Biathlon targets are steel plates, not dime-sized 10-rings. They probably figure that the wind hurts them more than the transonic thing, for Biathlon.

My $135 Marlin 60 shoots well enough to shoot those plates at 50 yards, no sweat, with HV ammo. So I'm guessing their rifles do even better. I think the challenge is to do it fast, under stress, in between skate-skiing at race pace, which is enough to drive you near to collapsing on the snow all by itself.:)
 
Ive shot the IZH as well. Very nice guns. I've handled one at J.O.'s as well and I believe it was an Anshutz. I love german guns. Except FWB's... they have never been good to me!

HB
 
I've never shot one, but I hear that adrenaline can make a person shoot better. Perhaps that's why they seem to do so well.
 
...countless hours of practicing the same targets
at the same distance ...

Saw a tvreport about members of the german team,
who switched to Lapua in prep-phase.
They freeze the rifles and ammo on the range
to get perfect conditions.
Crazy ... love the actions too.
 
Biathlon shoot to know over plates and they don't have to be centered and you don't get scored. 50m you have a score and the scores get higher at the center.

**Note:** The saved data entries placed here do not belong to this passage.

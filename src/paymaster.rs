use crate::encoding::{pad32, uint48_bytes};
use crate::session::SessionKey;
use anyhow::{anyhow, bail, Context, Result};
use ethers::abi::{decode, encode, ParamType, Token};
use ethers::types::{Address, Bytes, H256, U256};
use ethers::utils::keccak256;
use std::time::{Duration, SystemTime, UNIX_EPOCH};

/// A uint48 unix timestamp, normalizable from seconds, a wall-clock time,
/// or an offset from now.
#[derive(Clone, Copy, Debug, Default, PartialEq, Eq)]
pub struct Timestamp(pub u64);

impl From<u64> for Timestamp {
    fn from(secs: u64) -> Self {
        Timestamp(secs)
    }
}

impl From<SystemTime> for Timestamp {
    fn from(t: SystemTime) -> Self {
        // Pre-epoch times clamp to zero.
        Timestamp(
            t.duration_since(UNIX_EPOCH)
                .unwrap_or_default()
                .as_secs(),
        )
    }
}

impl From<Duration> for Timestamp {
    fn from(from_now: Duration) -> Self {
        Timestamp::from(SystemTime::now() + from_now)
    }
}

/// Sponsorship validity window. `valid_after` defaults to zero (valid
/// immediately).
#[derive(Clone, Copy, Debug, Default)]
pub struct ValidityWindow {
    pub valid_until: Timestamp,
    pub valid_after: Timestamp,
}

impl ValidityWindow {
    pub fn until(valid_until: impl Into<Timestamp>) -> Self {
        Self {
            valid_until: valid_until.into(),
            valid_after: Timestamp(0),
        }
    }

    #[allow(dead_code)]
    pub fn new(valid_until: impl Into<Timestamp>, valid_after: impl Into<Timestamp>) -> Self {
        Self {
            valid_until: valid_until.into(),
            valid_after: valid_after.into(),
        }
    }
}

/// Digest the paymaster contract verifies: keccak256 of the packed
/// `(bytes32 nonce, address, uint48 validUntil, uint48 validAfter)` blob.
pub fn paymaster_hash(
    client_swa: Address,
    nonce: U256,
    window: ValidityWindow,
) -> Result<H256> {
    let mut blob = Vec::with_capacity(32 + 20 + 6 + 6);
    blob.extend_from_slice(&pad32(nonce));
    blob.extend_from_slice(client_swa.as_bytes());
    blob.extend_from_slice(&uint48_bytes(window.valid_until.0, "validUntil")?);
    blob.extend_from_slice(&uint48_bytes(window.valid_after.0, "validAfter")?);
    Ok(H256::from(keccak256(blob)))
}

/// Builds the signed `paymasterData` field: the client address and validity
/// window, plus the client key's raw-hash signature over [`paymaster_hash`],
/// ABI-encoded as `(address, uint48, uint48, bytes)`.
pub fn build_paymaster_data(
    client_swa: Address,
    client_key: &SessionKey,
    nonce: U256,
    window: ValidityWindow,
) -> Result<Bytes> {
    let digest = paymaster_hash(client_swa, nonce, window)?;
    let signature = client_key
        .sign_hash(digest)
        .context("failed to sign paymaster data")?;

    Ok(Bytes::from(encode(&[
        Token::Address(client_swa),
        Token::Uint(U256::from(window.valid_until.0)),
        Token::Uint(U256::from(window.valid_after.0)),
        Token::Bytes(signature.to_vec()),
    ])))
}

/// Decodes a `paymasterData` blob back into its parts.
#[allow(dead_code)]
pub fn decode_paymaster_data(data: &Bytes) -> Result<(Address, u64, u64, Bytes)> {
    let tokens = decode(
        &[
            ParamType::Address,
            ParamType::Uint(48),
            ParamType::Uint(48),
            ParamType::Bytes,
        ],
        data.as_ref(),
    )
    .context("malformed paymasterData")?;

    match <[Token; 4]>::try_from(tokens) {
        Ok([Token::Address(addr), Token::Uint(until), Token::Uint(after), Token::Bytes(sig)]) => {
            if until.bits() > 48 || after.bits() > 48 {
                bail!("paymasterData timestamps exceed uint48");
            }
            Ok((addr, until.as_u64(), after.as_u64(), Bytes::from(sig)))
        }
        _ => Err(anyhow!("unexpected paymasterData token shape")),
    }
}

With all that, I'm still betting those rifles are accurate. By the way, that straight pull is called a Fortner Action. You can check them out at Champions Choice on line.
 
Slim, RWS R50 (1080 fps) and SK standard (1050 fps) are both subsonic. Target/Standard velocity .22 is usually around 1080 fps. Speed of sound is 1120 or so.
 
Oops, indeed I screwed that up, you're right. A question then: if the speed of sound in air at sea level is 331.5 m/s at 0 °C and 343 m/s at 20 °C ( http://hypertextbook.com/facts/2000/CheukWong.shtml) and the speed of sound decreases with altitude (I think) SK standard plus chrono's at 320 m/s, might it break the sound barrier in the conditions and places biathletes shoot? I was sure the ammo was supersonic because I'm sure I hear a "crack" when I shoot it. I live in Strasbourg (elevation 142m, so not much above sea level) and I've been out shooting at -5°C. I don't imagine that makes much of a difference. I must be imagining things I guess!
 
I got to put 5 rounds through one at a demonstration, slickest rifle I have ever shot.

At first, holding one it seems like something out of Star Wars with all the special stuf mounted on it.
 
The IZH Biathalon Rifles are affordable at $400 or so. I mounted a nice Bushnell Banner on mine. I liked it alot, shot very well and was fast, but it was heavy for a .22. Sold it and got a CZ427. Sold that... and kick myself every day.